Dataset entries
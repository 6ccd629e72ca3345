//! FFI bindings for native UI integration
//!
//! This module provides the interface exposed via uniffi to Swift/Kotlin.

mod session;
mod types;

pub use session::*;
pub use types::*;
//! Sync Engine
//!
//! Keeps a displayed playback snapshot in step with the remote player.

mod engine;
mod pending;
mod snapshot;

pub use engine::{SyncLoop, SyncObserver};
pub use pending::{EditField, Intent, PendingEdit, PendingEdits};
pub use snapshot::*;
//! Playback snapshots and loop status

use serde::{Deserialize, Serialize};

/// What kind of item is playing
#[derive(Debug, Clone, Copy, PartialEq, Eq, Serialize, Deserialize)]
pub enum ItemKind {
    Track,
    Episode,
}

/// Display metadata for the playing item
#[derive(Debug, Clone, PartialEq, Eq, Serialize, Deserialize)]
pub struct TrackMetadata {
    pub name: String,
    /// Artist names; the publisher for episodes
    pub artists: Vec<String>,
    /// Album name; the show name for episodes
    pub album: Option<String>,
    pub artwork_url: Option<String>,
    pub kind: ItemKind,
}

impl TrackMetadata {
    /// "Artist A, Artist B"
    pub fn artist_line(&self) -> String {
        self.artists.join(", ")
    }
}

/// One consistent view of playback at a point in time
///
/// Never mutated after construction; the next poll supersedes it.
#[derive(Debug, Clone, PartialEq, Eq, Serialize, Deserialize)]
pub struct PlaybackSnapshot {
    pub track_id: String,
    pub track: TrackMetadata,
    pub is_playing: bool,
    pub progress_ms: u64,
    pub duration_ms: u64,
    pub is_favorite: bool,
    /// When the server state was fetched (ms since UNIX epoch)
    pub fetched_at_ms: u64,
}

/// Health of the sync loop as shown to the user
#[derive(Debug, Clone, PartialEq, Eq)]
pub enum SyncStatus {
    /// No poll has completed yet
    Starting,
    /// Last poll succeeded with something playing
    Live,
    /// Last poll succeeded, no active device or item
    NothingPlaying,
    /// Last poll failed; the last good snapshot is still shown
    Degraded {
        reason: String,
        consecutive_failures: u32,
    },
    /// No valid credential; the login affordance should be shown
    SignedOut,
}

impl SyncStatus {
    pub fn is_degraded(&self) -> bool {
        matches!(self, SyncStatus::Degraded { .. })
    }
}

• _Exercise_: Quote the data above from the line containing "since UNIX epoch)" to the line containing "pub fn is_degraded(&self)", inclusive, and stop.

• _Result of this exercise_:
    /// When the server state was fetched (ms since UNIX epoch)
    pub fetched_at_ms: u64,
}

/// Health of the sync loop as shown to the user
#[derive(Debug, Clone, PartialEq, Eq)]
pub enum SyncStatus {
    /// No poll has completed yet
    Starting,
    /// Last poll succeeded with something playing
    Live,
    /// Last poll succeeded, no active device or item
    NothingPlaying,
    /// Last poll failed; the last good snapshot is still shown
    Degraded {
        reason: String,
        consecutive_failures: u32,
    },
    /// No valid credential; the login affordance should be shown
    SignedOut,
}

impl SyncStatus {
    pub fn is_degraded(&self) -> bool {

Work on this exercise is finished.